Don Gillmor, author of four children’s books and winner of four National Magazine Awards, uses the stock feature of much biography – the secrecy/disclosure dynamic – as the start for exploring his ancestral past. The revelation comes early in the book when he learns from his dying grandmother that she was born out of wedlock, and that her scandalous birth was the reason for her family’s move from the Shetland Isles to Manitoba.

What follows is a mixture of memoir, travelogue, history, and immigration story. Gillmor describes his impressions of his grandmother during his childhood and adolescence in Winnipeg. Years later he travels to Scotland, where, besides his search for family roots, he has a run-in with a Glasgow lout, talks with unpleasant English tourists, and visits some family landmarks. These details of contemporary mores and historical conflicts provide the context for his own past and present.
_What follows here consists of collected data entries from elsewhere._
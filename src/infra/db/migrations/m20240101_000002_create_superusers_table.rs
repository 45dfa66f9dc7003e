//! Migration: Create superusers table.
//!
//! A partial unique index on `is_active` lets the database reject a second
//! active superuser even if two bootstrap requests race.

use sea_orm_migration::prelude::*;

#[derive(DeriveMigrationName)]
pub struct Migration;

const SINGLE_ACTIVE_INDEX: &str = "idx_superusers_single_active";

#[async_trait::async_trait]
impl MigrationTrait for Migration {
    async fn up(&self, manager: &SchemaManager) -> Result<(), DbErr> {
        manager
            .create_table(
                Table::create()
                    .table(SuperUsers::Table)
                    .if_not_exists()
                    .col(ColumnDef::new(SuperUsers::Id).uuid().not_null().primary_key())
                    .col(ColumnDef::new(SuperUsers::Name).string().not_null())
                    .col(
                        ColumnDef::new(SuperUsers::Email)
                            .string()
                            .not_null()
                            .unique_key(),
                    )
                    .col(ColumnDef::new(SuperUsers::PasswordHash).string().not_null())
                    .col(
                        ColumnDef::new(SuperUsers::IsActive)
                            .boolean()
                            .not_null()
                            .default(true),
                    )
                    .col(
                        ColumnDef::new(SuperUsers::CreatedBy)
                            .string()
                            .not_null()
                            .default("system"),
                    )
                    .col(
                        ColumnDef::new(SuperUsers::LastLogin)
                            .timestamp_with_time_zone()
                            .null(),
                    )
                    .col(
                        ColumnDef::new(SuperUsers::CreatedAt)
                            .timestamp_with_time_zone()
                            .not_null(),
                    )
                    .col(
                        ColumnDef::new(SuperUsers::UpdatedAt)
                            .timestamp_with_time_zone()
                            .not_null(),
                    )
                    .to_owned(),
            )
            .await?;

        // sea-query has no builder for partial indexes
        manager
            .get_connection()
            .execute_unprepared(&format!(
                "CREATE UNIQUE INDEX IF NOT EXISTS {SINGLE_ACTIVE_INDEX} \
                 ON superusers (is_active) WHERE is_active"
            ))
            .await?;

        Ok(())
    }

    async fn down(&self, manager: &SchemaManager) -> Result<(), DbErr> {
        manager
            .get_connection()
            .execute_unprepared(&format!("DROP INDEX IF EXISTS {SINGLE_ACTIVE_INDEX}"))
            .await?;

        manager
            .drop_table(Table::drop().table(SuperUsers::Table).to_owned())
            .await
    }
}

#[derive(Iden)]
enum SuperUsers {
    #[iden = "superusers"]
    Table,
    Id,
    Name,
    Email,
    PasswordHash,
    IsActive,
    CreatedBy,
    LastLogin,
    CreatedAt,
    UpdatedAt,
}
//! Serve command - Starts the HTTP server.

use std::net::SocketAddr;
use std::sync::Arc;

use crate::api::{create_router, AppState};
use crate::cli::args::ServeArgs;
use crate::config::Config;
use crate::errors::{AppError, AppResult};
use crate::infra::{Database, RateLimiter};

/// Execute the serve command
pub async fn execute(args: ServeArgs, config: Config) -> AppResult<()> {
    tracing::info!("Starting server...");

    // Initialize database (applies pending migrations)
    let db = Arc::new(Database::connect(&config).await?);

    // Rate limiting is optional and only enabled with REDIS_URL
    let rate_limiter = match &config.redis_url {
        Some(url) => Some(Arc::new(
            RateLimiter::connect(url)
                .await
                .map_err(|e| AppError::internal(format!("Failed to connect to Redis: {}", e)))?
                .trust_proxy_headers(config.trust_proxy_headers),
        )),
        None => {
            tracing::warn!("REDIS_URL not set - credential rate limiting disabled");
            None
        }
    };

    let app_state = AppState::from_config(db, rate_limiter, config);

    // Build router
    let app = create_router(app_state);

    // Start server
    let addr = format!("{}:{}", args.host, args.port);
    let listener = tokio::net::TcpListener::bind(&addr)
        .await
        .map_err(|e| AppError::internal(format!("Failed to bind to {}: {}", addr, e)))?;

    tracing::info!("Server running on http://{}", addr);

    // Connection info feeds the rate limiter's client identifier
    axum::serve(
        listener,
        app.into_make_service_with_connect_info::<SocketAddr>(),
    )
    .await
    .map_err(|e| AppError::internal(format!("Server error: {}", e)))?;

    Ok(())
}
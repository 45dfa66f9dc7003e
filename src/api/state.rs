//! Application state - Dependency injection container.
//!
//! Provides centralized access to all application services and infrastructure.

use chrono::FixedOffset;
use std::sync::Arc;

use crate::config::Config;
use crate::infra::{Database, RateLimiter};
use crate::services::{
    AuthService, ReportService, ServiceContainer, Services, SetupGate, SuperUserService,
    UserService,
};

/// Application state containing all services (DI container).
#[derive(Clone)]
pub struct AppState {
    /// Authentication service
    pub auth_service: Arc<dyn AuthService>,
    /// User service
    pub user_service: Arc<dyn UserService>,
    /// Superuser status and profile
    pub superuser_service: Arc<dyn SuperUserService>,
    /// Dashboard and reports
    pub report_service: Arc<dyn ReportService>,
    /// Bootstrap gate consulted on every request
    pub setup_gate: Arc<dyn SetupGate>,
    /// Redis rate limiter, `None` when Redis is not configured
    pub rate_limiter: Option<Arc<RateLimiter>>,
    /// Database connection
    pub database: Arc<Database>,
    /// Offset for bucketing sales by calendar day
    pub report_utc_offset: FixedOffset,
}

impl AppState {
    /// Create application state from database connection and config.
    pub fn from_config(
        database: Arc<Database>,
        rate_limiter: Option<Arc<RateLimiter>>,
        config: Config,
    ) -> Self {
        let report_utc_offset = config.report_utc_offset;
        let container = Services::from_connection(database.get_connection(), config);

        Self::from_services(&container, database, rate_limiter, report_utc_offset)
    }

    /// Create application state from an already wired service container.
    pub fn from_services(
        services: &impl ServiceContainer,
        database: Arc<Database>,
        rate_limiter: Option<Arc<RateLimiter>>,
        report_utc_offset: FixedOffset,
    ) -> Self {
        Self {
            auth_service: services.auth(),
            user_service: services.users(),
            superuser_service: services.superusers(),
            report_service: services.reports(),
            setup_gate: services.gate(),
            rate_limiter,
            database,
            report_utc_offset,
        }
    }
}
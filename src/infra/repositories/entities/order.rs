//! Order database entity for SeaORM.

use sea_orm::entity::prelude::*;

use crate::domain::{Order, OrderItem};

#[derive(Clone, Debug, PartialEq, Eq, DeriveEntityModel)]
#[sea_orm(table_name = "orders")]
pub struct Model {
    #[sea_orm(primary_key, auto_increment = false)]
    pub id: Uuid,
    pub user_id: Uuid,
    #[sea_orm(column_type = "Decimal(Some((12, 2)))")]
    pub total_price: Decimal,
    pub is_paid: bool,
    pub is_delivered: bool,
    pub paid_at: Option<DateTimeUtc>,
    pub delivered_at: Option<DateTimeUtc>,
    pub created_at: DateTimeUtc,
}

#[derive(Copy, Clone, Debug, EnumIter, DeriveRelation)]
pub enum Relation {
    #[sea_orm(has_many = "super::order_item::Entity")]
    OrderItem,
}

impl Related<super::order_item::Entity> for Entity {
    fn to() -> RelationDef {
        Relation::OrderItem.def()
    }
}

impl ActiveModelBehavior for ActiveModel {}

impl Model {
    /// Assemble the domain order from this row and its line items, in
    /// placement order whatever order the rows arrived in.
    pub fn into_order(self, mut items: Vec<super::order_item::Model>) -> Order {
        items.sort_by_key(|item| item.position);

        Order {
            id: self.id,
            user_id: self.user_id,
            items: items.into_iter().map(OrderItem::from).collect(),
            total_price: self.total_price,
            is_paid: self.is_paid,
            is_delivered: self.is_delivered,
            paid_at: self.paid_at,
            delivered_at: self.delivered_at,
            created_at: self.created_at,
        }
    }
}

#[cfg(test)]
mod tests {
    use super::*;
    use chrono::{TimeZone, Utc};

    fn row(order_id: Uuid, position: i32, name: &str) -> super::super::order_item::Model {
        super::super::order_item::Model {
            id: Uuid::new_v4(),
            order_id,
            position,
            product_id: Uuid::new_v4(),
            name: name.to_string(),
            qty: 1,
            price: Decimal::new(10, 0),
        }
    }

    #[test]
    fn test_into_order_keeps_placement_order() {
        let id = Uuid::new_v4();
        let model = Model {
            id,
            user_id: Uuid::new_v4(),
            total_price: Decimal::new(30, 0),
            is_paid: true,
            is_delivered: false,
            paid_at: None,
            delivered_at: None,
            created_at: Utc.with_ymd_and_hms(2024, 5, 1, 12, 0, 0).unwrap(),
        };

        let order = model.into_order(vec![row(id, 2, "third"), row(id, 0, "first"), row(id, 1, "second")]);

        let names: Vec<&str> = order.items.iter().map(|i| i.name.as_str()).collect();
        assert_eq!(names, vec!["first", "second", "third"]);
        assert_eq!(order.id, id);
    }
}
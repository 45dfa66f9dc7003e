//! Report service - loads order and product snapshots and hands them to the
//! reporting aggregator.

use async_trait::async_trait;
use std::collections::HashMap;
use std::sync::Arc;
use uuid::Uuid;

use crate::config::{LOW_STOCK_THRESHOLD, RECENT_ORDER_LIMIT};
use crate::domain::reporting::{self, Report, ReportKind, ReportWindow};
use crate::domain::{CustomerRef, DashboardStats, Order, OrderSummary};
use crate::errors::AppResult;
use crate::infra::UnitOfWork;

#[async_trait]
pub trait ReportService: Send + Sync {
    /// Headline figures for the admin dashboard
    async fn dashboard_stats(&self) -> AppResult<DashboardStats>;

    /// Build one report over the orders inside `window`
    async fn report(&self, kind: ReportKind, window: ReportWindow) -> AppResult<Report>;
}

pub struct ReportManager<U: UnitOfWork> {
    uow: Arc<U>,
}

impl<U: UnitOfWork> ReportManager<U> {
    pub fn new(uow: Arc<U>) -> Self {
        Self { uow }
    }

    /// Join customer name/email onto orders. Orders may belong to a user or
    /// the superuser, so both stores are consulted.
    async fn summarize(&self, orders: Vec<Order>) -> AppResult<Vec<OrderSummary>> {
        let mut ids: Vec<Uuid> = orders.iter().map(|o| o.user_id).collect();
        ids.sort_unstable();
        ids.dedup();

        let users = self.uow.users();
        let superusers = self.uow.superusers();
        let (users, superusers) =
            tokio::try_join!(users.find_many(ids.clone()), superusers.find_many(ids))?;

        let mut customers: HashMap<Uuid, CustomerRef> = users
            .into_iter()
            .map(|u| (u.id, CustomerRef { name: u.name, email: u.email }))
            .collect();
        customers.extend(
            superusers
                .into_iter()
                .map(|s| (s.id, CustomerRef { name: s.name, email: s.email })),
        );

        Ok(orders
            .into_iter()
            .map(|o| OrderSummary {
                id: o.id,
                user_id: o.user_id,
                user: customers.get(&o.user_id).cloned(),
                total_price: o.total_price,
                is_paid: o.is_paid,
                is_delivered: o.is_delivered,
                created_at: o.created_at,
            })
            .collect())
    }
}

#[async_trait]
impl<U: UnitOfWork> ReportService for ReportManager<U> {
    async fn dashboard_stats(&self) -> AppResult<DashboardStats> {
        let users = self.uow.users();
        let catalog = self.uow.catalog();

        let (total_users, total_products, total_orders, total_revenue, recent, low_stock_products) = tokio::try_join!(
            users.count(),
            catalog.count_products(),
            catalog.count_orders(),
            catalog.paid_revenue(),
            catalog.recent_orders(RECENT_ORDER_LIMIT),
            catalog.count_low_stock(LOW_STOCK_THRESHOLD),
        )?;

        Ok(DashboardStats {
            total_users,
            total_products,
            total_orders,
            total_revenue,
            recent_orders: self.summarize(recent).await?,
            low_stock_products,
        })
    }

    async fn report(&self, kind: ReportKind, window: ReportWindow) -> AppResult<Report> {
        let catalog = self.uow.catalog();
        let (orders, products) =
            tokio::try_join!(catalog.orders_since(window.start()), catalog.products())?;

        tracing::debug!(
            report = %kind,
            days = ?window.days(),
            orders = orders.len(),
            products = products.len(),
            "Building report"
        );

        Ok(reporting::generate(kind, &orders, &products, &window))
    }
}
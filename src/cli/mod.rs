//! CLI module - Command-line interface for the application.
//!
//! Provides commands for:
//! - `serve` - Start the HTTP server
//! - `migrate` - Database migrations
//! - `superuser` - Check for or create the superuser

pub mod args;

pub use args::{Cli, Commands};
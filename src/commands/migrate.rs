//! Migrate command - schema management from the command line.

use crate::cli::args::{MigrateAction, MigrateArgs};
use crate::config::Config;
use crate::errors::AppResult;
use crate::infra::{Database, Persistence, UnitOfWork};

/// Execute the migrate command
pub async fn execute(args: MigrateArgs, config: Config) -> AppResult<()> {
    // Schema changes are explicit here, so open without auto-migrating
    let db = Database::open(&config).await?;

    match args.action {
        MigrateAction::Up => {
            db.run_migrations().await?;
            tracing::info!("Migrations applied");
            report_bootstrap(&db).await?;
        }
        MigrateAction::Down => {
            db.rollback_migration().await?;
            tracing::info!("Rolled back the last migration");
        }
        MigrateAction::Status => {
            let states = db.migration_status().await?;
            let pending = states.iter().filter(|s| !s.applied).count();
            for state in &states {
                println!(
                    "{:<50} {}",
                    state.name,
                    if state.applied { "applied" } else { "pending" }
                );
            }
            println!("{} of {} pending", pending, states.len());
        }
        MigrateAction::Fresh => {
            tracing::warn!("Dropping all tables, including users and the superuser");
            db.fresh_migrations().await?;
            tracing::info!("Schema recreated");
            report_bootstrap(&db).await?;
        }
    }

    Ok(())
}

/// After a schema change, remind the operator when setup is still open.
async fn report_bootstrap(db: &Database) -> AppResult<()> {
    let store = Persistence::new(db.get_connection());
    if store.superusers().count_active().await? == 0 {
        tracing::warn!("No superuser yet: run `superuser create` or POST /superuser/create");
    }
    Ok(())
}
With his account of his forebears’ journey to Canada and the hardships of their settlement in Manitoba, he moves into territory already familiar from many published accounts of the Depression and the great Winnipeg flood of 1950. He concludes with his own westward move to Alberta and his youthful adventures working in the oil-patch.

Such a mix of genres and blending of the personal and particular with the broad scope of history can be highly effective. There are many potentially interesting alignments here, such as the contrast between the Glaswegian lager-lout and Gillmor’s younger self. But here, the disjointed parts of the story don’t blend together.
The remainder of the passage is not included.